::: ENTRIES SUPPLIED

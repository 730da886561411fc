//! Shared test support utilities
//!
//! Fakes for every port so unit and integration tests can drive the refresh
//! pipeline without network or database access.

use async_trait::async_trait;
use chrono::{DateTime, Utc};
use std::collections::HashMap;
use std::sync::atomic::{AtomicUsize, Ordering};
use std::sync::{Arc, Mutex};
use std::time::Duration;

use crate::adapter::memory::InMemoryStore;
use crate::domain::{ContentRecord, ContentType, EnrichmentOutcome, EnrichmentRecord, SourceOutcome};
use crate::error::StoreError;
use crate::port::{BatchSink, EnrichmentLookup, MediaStore, SourceAdapter};

pub fn movie(id: &str, name: &str) -> ContentRecord {
    ContentRecord::new(id, ContentType::Movie, name)
}

pub fn series(id: &str, name: &str) -> ContentRecord {
    ContentRecord::new(id, ContentType::Series, name)
}

/// In-memory store holding exactly `records`, timestamps untouched.
pub async fn seeded_store(records: Vec<ContentRecord>) -> Arc<InMemoryStore> {
    let store = Arc::new(InMemoryStore::new());
    if !records.is_empty() {
        store
            .replace_all(records)
            .await
            .expect("seeding the in-memory store");
    }
    store
}

pub fn enrichment_match(id: &str, year: &str) -> EnrichmentRecord {
    EnrichmentRecord {
        id: id.to_string(),
        year: Some(year.to_string()),
        poster_url: Some(format!("https://m.media-amazon.com/images/{id}.jpg")),
        synopsis: None,
    }
}

/// Store whose every operation fails as if the backend were down.
pub struct FailingStore;

impl FailingStore {
    fn down() -> StoreError {
        StoreError::Unavailable("backend offline".to_string())
    }
}

#[async_trait]
impl MediaStore for FailingStore {
    async fn newest_created_at(&self) -> Result<Option<DateTime<Utc>>, StoreError> {
        Err(Self::down())
    }

    async fn find_by_type(
        &self,
        _content_type: ContentType,
        _limit: usize,
    ) -> Result<Vec<ContentRecord>, StoreError> {
        Err(Self::down())
    }

    async fn replace_all(&self, _records: Vec<ContentRecord>) -> Result<usize, StoreError> {
        Err(Self::down())
    }

    async fn insert_new(&self, _records: Vec<ContentRecord>) -> Result<usize, StoreError> {
        Err(Self::down())
    }

    async fn count(&self) -> Result<usize, StoreError> {
        Err(Self::down())
    }
}

/// Source adapter returning a canned outcome and counting page fetches.
pub struct FakeSource {
    name: String,
    outcome: SourceOutcome,
    delay: Option<Duration>,
    calls: AtomicUsize,
    visited: Mutex<Vec<String>>,
}

impl FakeSource {
    pub fn new(name: &str, outcome: SourceOutcome) -> Self {
        Self {
            name: name.to_string(),
            outcome,
            delay: None,
            calls: AtomicUsize::new(0),
            visited: Mutex::new(Vec::new()),
        }
    }

    pub fn records(name: &str, records: Vec<ContentRecord>) -> Self {
        Self::new(name, SourceOutcome::from_records(records))
    }

    pub fn empty(name: &str) -> Self {
        Self::new(name, SourceOutcome::Empty)
    }

    #[must_use]
    pub fn with_delay(mut self, delay: Duration) -> Self {
        self.delay = Some(delay);
        self
    }

    /// Number of `fetch` calls so far.
    pub fn calls(&self) -> usize {
        self.calls.load(Ordering::SeqCst)
    }

    pub fn visited(&self) -> Vec<String> {
        self.visited.lock().unwrap().clone()
    }
}

#[async_trait]
impl SourceAdapter for FakeSource {
    fn name(&self) -> &str {
        &self.name
    }

    async fn fetch(&self, source_url: &str, content_type: ContentType) -> SourceOutcome {
        self.calls.fetch_add(1, Ordering::SeqCst);
        self.visited.lock().unwrap().push(source_url.to_string());
        if let Some(delay) = self.delay {
            tokio::time::sleep(delay).await;
        }
        match &self.outcome {
            SourceOutcome::Records(records) => SourceOutcome::Records(
                records
                    .iter()
                    .cloned()
                    .map(|mut record| {
                        record.content_type = content_type;
                        record
                    })
                    .collect(),
            ),
            other => other.clone(),
        }
    }
}

/// Enrichment lookup answering from a fixed title table.
#[derive(Default)]
pub struct FakeEnrichment {
    matches: HashMap<String, EnrichmentRecord>,
}

impl FakeEnrichment {
    #[must_use]
    pub fn with_match(mut self, title: &str, record: EnrichmentRecord) -> Self {
        self.matches.insert(title.to_string(), record);
        self
    }
}

#[async_trait]
impl EnrichmentLookup for FakeEnrichment {
    async fn resolve(&self, title: &str) -> EnrichmentOutcome {
        self.matches
            .get(title)
            .cloned()
            .map_or(EnrichmentOutcome::NoMatch, EnrichmentOutcome::Matched)
    }
}

/// Sink that keeps every exported batch, or fails every export.
#[derive(Default)]
pub struct RecordingSink {
    batches: Mutex<Vec<Vec<ContentRecord>>>,
    fail: bool,
}

impl RecordingSink {
    pub fn failing() -> Self {
        Self {
            batches: Mutex::new(Vec::new()),
            fail: true,
        }
    }

    pub fn batches(&self) -> Vec<Vec<ContentRecord>> {
        self.batches.lock().unwrap().clone()
    }
}

#[async_trait]
impl BatchSink for RecordingSink {
    async fn export(&self, records: &[ContentRecord]) -> anyhow::Result<()> {
        if self.fail {
            anyhow::bail!("sink rejected batch");
        }
        self.batches.lock().unwrap().push(records.to_vec());
        Ok(())
    }
}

::::::

ABOUT THIS EXERCISE>
The answer is each line from the entries above in which the word "struct" occurs.

RESULT OF THE TASK>
pub struct FailingStore;
pub struct FakeSource {
pub struct FakeEnrichment {
pub struct RecordingSink {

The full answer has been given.